2. As soon as this general quiescence of the system ceases, either by the diminution of the cause, or by the accumulation of sensorial power, (as in syncope, Sect. XII. 7. 1.) which is the natural consequence of previous quiescence, the hot fit commences. Every gland of the body is now stimulated into stronger action than is natural, as its irritability is increased by accumulation of sensorial power during its late quiescence, a superabundance of all the secretions is produced, and an increase of heat in consequence of the increase of these secretions. The skin becomes red, and the perspiration great, owing to the increased action of the capillaries during the hot part of the paroxysm. The secretion of perspirable matter is perhaps greater during the hot fit than in the sweating fit which follows; but as the absorption of it also is greater, it does not stand on the skin in visible drops: add to this, that the evaporation of it also is greater, from the increased heat of the skin. But at the decline of the hot fit, as the mouths of the absorbents of the skin are exposed to the cooler air, or bed-clothes, these vessels sooner lose their increased activity, and cease to absorb more than their natural quantity: but the secerning vessels for some time longer, being kept warm by the circulating blood, continue to pour out an increased quantity of perspirable matter, which now stands on the skin in large visible drops; the exhalation of it also being lessened by the greater coolness of the skin, as well as its absorption by the diminished action of the lymphatics. See Class I. 1. 2. 3.

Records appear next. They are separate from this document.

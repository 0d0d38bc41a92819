// CSL module: Coincidence site lattice catalogue and exact pair generation
// This module provides the tabulated special grain-boundary relations used to seed twins

// ======================== MODULE DECLARATIONS ========================
pub mod csl_pairing;
pub mod csl_table;


// ======================== STATIC CATALOGUE ========================
pub use csl_table::{
    CslEntry,       // struct - sigma label, reference misorientation (deg), Euler rotation offset (deg)
    CslLookupError, // enum - lookup failure enumerating the valid labels
    CSL_TABLE,      // const - the 26 tabulated CSL relations
    csl_entry,      // fn(label: &str) -> Result<&'static CslEntry, CslLookupError> - lookup by sigma label
    csl_labels,     // fn() -> Vec<&'static str> - all valid sigma labels in table order
};

// ======================== EXACT PAIR GENERATION ========================
pub use csl_pairing::csl_euler_angles;
// fn(rng: &mut impl Rng, label: &str, euler_1: Option<EulerAngles>)
//     -> Result<(EulerAngles, EulerAngles), CslLookupError>
// - generates an orientation pair related by the tabulated offset (exact matrix composition)
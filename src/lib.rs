//! Crystallographic orientation and misorientation library
//!
//! This library provides orientation representations (Euler-Bunge angles,
//! quaternions, orientation matrices), uniform orientation sampling,
//! symmetry-reduced misorientation calculations, and coincidence site lattice
//! pair generation for polycrystalline microstructure generation.

pub mod config;
pub mod csl;
pub mod misorientation;
pub mod orientation;
pub mod symmetries;

/// Common result type used throughout the library
pub type Result<T> = std::result::Result<T, Box<dyn std::error::Error + Send + Sync>>;

/// Version information
pub const VERSION: &str = env!("CARGO_PKG_VERSION");
use nalgebra::{Matrix3, Quaternion};
use std::f64::consts::PI;

use crate::config::GIMBAL_TOLERANCE;
use crate::orientation::orientation_angles::EulerAngles;

/// Build the orientation matrix of a set of Euler-Bunge angles.
///
/// NaN or infinite inputs propagate into the result per IEEE-754.
pub fn euler_to_matrix(euler: &EulerAngles) -> Matrix3<f64> {
    let (s1, c1) = euler.phi1.sin_cos();
    let (s, c) = euler.phi.sin_cos();
    let (s2, c2) = euler.phi2.sin_cos();

    Matrix3::new(
        c1 * c2 - s1 * s2 * c,
        s1 * c2 + c1 * s2 * c,
        s2 * s,
        -c1 * s2 - s1 * c2 * c,
        -s1 * s2 + c1 * c2 * c,
        c2 * s,
        s1 * s,
        -c1 * s,
        c,
    )
}

/// Recover Euler-Bunge angles from an orientation matrix.
///
/// Returns φ1, φ2 ∈ [0, 2π) and Φ ∈ [0, π]. The two gimbal configurations
/// (Φ ≈ 0 and Φ ≈ π) leave only φ1 ± φ2 determined; φ2 is set to zero and
/// the combined rotation folded into φ1.
pub fn matrix_to_euler(matrix: &Matrix3<f64>) -> EulerAngles {
    // M[2][2] = cos Φ; rounding can push it past ±1
    let phi = matrix[(2, 2)].clamp(-1.0, 1.0).acos();

    let (mut phi1, mut phi2);
    if phi.abs() < GIMBAL_TOLERANCE {
        phi1 = (-matrix[(1, 0)]).atan2(matrix[(0, 0)]);
        phi2 = 0.0;
    } else if (PI - phi).abs() < GIMBAL_TOLERANCE {
        phi1 = matrix[(1, 0)].atan2(matrix[(0, 0)]);
        phi2 = 0.0;
    } else {
        phi1 = matrix[(2, 0)].atan2(-matrix[(2, 1)]);
        phi2 = matrix[(0, 2)].atan2(matrix[(1, 2)]);
    }

    if phi1 < 0.0 {
        phi1 += 2.0 * PI;
    }
    if phi2 < 0.0 {
        phi2 += 2.0 * PI;
    }

    EulerAngles::new(phi1, phi, phi2)
}

/// Convert a set of Euler-Bunge angles into a unit quaternion.
pub fn euler_to_quat(euler: &EulerAngles) -> Quaternion<f64> {
    let (sy, cy) = (euler.phi2 * 0.5).sin_cos();
    let (sp, cp) = (euler.phi * 0.5).sin_cos();
    let (sr, cr) = (euler.phi1 * 0.5).sin_cos();

    let x = sr * cp * cy - cr * sp * sy;
    let y = cr * sp * cy + sr * cp * sy;
    let z = cr * cp * sy - sr * sp * cy;
    let w = cr * cp * cy + sr * sp * sy;

    Quaternion::new(w, x, y, z)
}

/// Convert a unit quaternion into a set of Euler-Bunge angles.
pub fn quat_to_euler(quat: &Quaternion<f64>) -> EulerAngles {
    let (x, y, z, w) = (quat.i, quat.j, quat.k, quat.w);

    let phi1 = (2.0 * (w * x + y * z)).atan2(1.0 - 2.0 * (x * x + y * y));
    // the asin argument can overshoot ±1 by rounding for Φ near ±π/2
    let phi = (2.0 * (w * y - z * x)).clamp(-1.0, 1.0).asin();
    let phi2 = (2.0 * (w * z + x * y)).atan2(1.0 - 2.0 * (y * y + z * z));

    EulerAngles::new(phi1, phi, phi2)
}
use nalgebra::Matrix3;

use crate::orientation::orientation_angles::EulerAngles;
use crate::orientation::orientation_conversions::euler_to_matrix;
use crate::symmetries::symmetry_classes::{symmetry_matrices, SymmetryClass};

/// Rotation angle of every symmetry-equivalent relative rotation between two
/// orientations; one entry per operator of the class, each in [0, π].
pub fn misorientation_angles(
    euler_1: &EulerAngles,
    euler_2: &EulerAngles,
    class: SymmetryClass,
) -> Vec<f64> {
    let om_1 = euler_to_matrix(euler_1);
    let om_2 = euler_to_matrix(euler_2);

    symmetry_matrices(class)
        .iter()
        .map(|sym| relative_rotation_angle(&(sym * om_1), &om_2))
        .collect()
}

/// The crystallographic misorientation between two orientations: the smallest
/// rotation angle over all symmetry-equivalent relative rotations.
///
/// Symmetry-equivalent lattice orientations are physically indistinguishable,
/// so only the minimum carries meaning. Always in [0, π].
pub fn misorientation_angle(
    euler_1: &EulerAngles,
    euler_2: &EulerAngles,
    class: SymmetryClass,
) -> f64 {
    misorientation_angles(euler_1, euler_2, class)
        .into_iter()
        .fold(f64::INFINITY, f64::min)
}

/// Angle of the rotation taking `from` onto `to`, both orthonormal.
fn relative_rotation_angle(from: &Matrix3<f64>, to: &Matrix3<f64>) -> f64 {
    // rotation matrices: the inverse is the transpose
    let relative = from.transpose() * to;
    // trace = 1 + 2 cos θ; rounding can push the cosine past ±1
    let cos_angle = ((relative.trace() - 1.0) / 2.0).clamp(-1.0, 1.0);
    cos_angle.acos()
}
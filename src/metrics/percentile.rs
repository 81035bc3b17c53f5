//! Rolling-percentile window.
//!
//! A deliberate simplification over a full decaying-histogram structure: no
//! such crate is in the dependency stack, so percentiles are read off a
//! sorted ring buffer of recent samples, pruned by age at
//! snapshot time. See DESIGN.md for the grounded rationale.

use std::collections::VecDeque;

use parking_lot::Mutex;

use crate::constants::METRICS_WINDOW_SECS;

/// p50/p95/p99 read off a stage's rolling sample window.
#[derive(Debug, Clone, Copy, PartialEq)]
pub struct Percentiles {
    /// Median latency, in milliseconds.
    pub p50: f64,
    /// 95th percentile latency, in milliseconds.
    pub p95: f64,
    /// 99th percentile latency, in milliseconds.
    pub p99: f64,
}

impl Percentiles {
    /// All-zero percentiles, returned when a window has no samples.
    pub const ZERO: Percentiles = Percentiles {
        p50: 0.0,
        p95: 0.0,
        p99: 0.0,
    };
}

/// A fixed-size ring buffer of `(timestamp_secs, value_ms)` samples, pruned
/// to a 5-minute window at read time.
pub struct RollingWindow {
    samples: Mutex<VecDeque<(i64, f64)>>,
    capacity: usize,
    window_secs: i64,
}

impl RollingWindow {
    /// Builds a window holding at most `capacity` samples from the last
    /// [`METRICS_WINDOW_SECS`] seconds.
    pub fn new(capacity: usize) -> Self {
        Self {
            samples: Mutex::new(VecDeque::with_capacity(capacity)),
            capacity,
            window_secs: METRICS_WINDOW_SECS,
        }
    }

    /// Records a new sample at `now` (unix seconds).
    pub fn record(&self, now: i64, value_ms: f64) {
        let mut samples = self.samples.lock();
        samples.push_back((now, value_ms));
        while samples.len() > self.capacity {
            samples.pop_front();
        }
    }

    /// Prunes samples older than the window and returns p50/p95/p99 over what remains.
    pub fn snapshot(&self, now: i64) -> Percentiles {
        let mut samples = self.samples.lock();
        let cutoff = now - self.window_secs;
        while let Some(&(ts, _)) = samples.front() {
            if ts < cutoff {
                samples.pop_front();
            } else {
                break;
            }
        }

        if samples.is_empty() {
            return Percentiles::ZERO;
        }

        let mut values: Vec<f64> = samples.iter().map(|&(_, v)| v).collect();
        values.sort_by(|a, b| a.partial_cmp(b).unwrap());

        let at = |p: f64| -> f64 {
            let idx = ((values.len() as f64 - 1.0) * p).round() as usize;
            values[idx.min(values.len() - 1)]
        };

        Percentiles {
            p50: at(0.50),
            p95: at(0.95),
            p99: at(0.99),
        }
    }
}

#[cfg(test)]
mod tests {
    use super::*;

    #[test]
    fn empty_window_reports_zero_percentiles() {
        let window = RollingWindow::new(100);
        assert_eq!(window.snapshot(1_000), Percentiles::ZERO);
    }

    #[test]
    fn percentiles_reflect_recorded_samples() {
        let window = RollingWindow::new(100);
        for v in 1..=100 {
            window.record(1_000, v as f64);
        }
        let snap = window.snapshot(1_000);
        assert!((snap.p50 - 50.0).abs() <= 1.0);
        assert!(snap.p95 >= 94.0);
        assert!(snap.p99 >= 98.0);
    }

    #[test]
    fn samples_older_than_window_are_pruned() {
        let window = RollingWindow::new(100);
        window.record(0, 1_000.0);
        let snap = window.snapshot(0 + METRICS_WINDOW_SECS + 1);
        assert_eq!(snap, Percentiles::ZERO);
    }

    #[test]
    fn capacity_evicts_oldest_samples_first() {
        let window = RollingWindow::new(3);
        window.record(1, 1.0);
        window.record(1, 2.0);
        window.record(1, 3.0);
        window.record(1, 100.0);
        let snap = window.snapshot(1);
        // The value `1.0` should have been evicted; max observed is 100.0.
        assert_eq!(snap.p99, 100.0);
    }
}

The increased secretion of bile and of other fluids poured into the intestines frequently induce a purging at the decline of the hot fit; for as the external absorbent vessels have their mouths exposed to the cold air, as above mentioned, they cease to be excited into unnatural activity sooner than the secretory vessels, whose mouths are exposed to the warmth of the blood: now, as the internal absorbents sympathize with the external ones, these also, which during the hot fit drank up the thinner part of the bile, or of other secreted fluids, lose their increased activity before the gland loses its increased activity, at the decline of the hot fit; and the loose dejections are produced from the same cause, that the increased perspiration stands on the surface of the skin, from the increased absorption ceasing sooner than the increased secretion.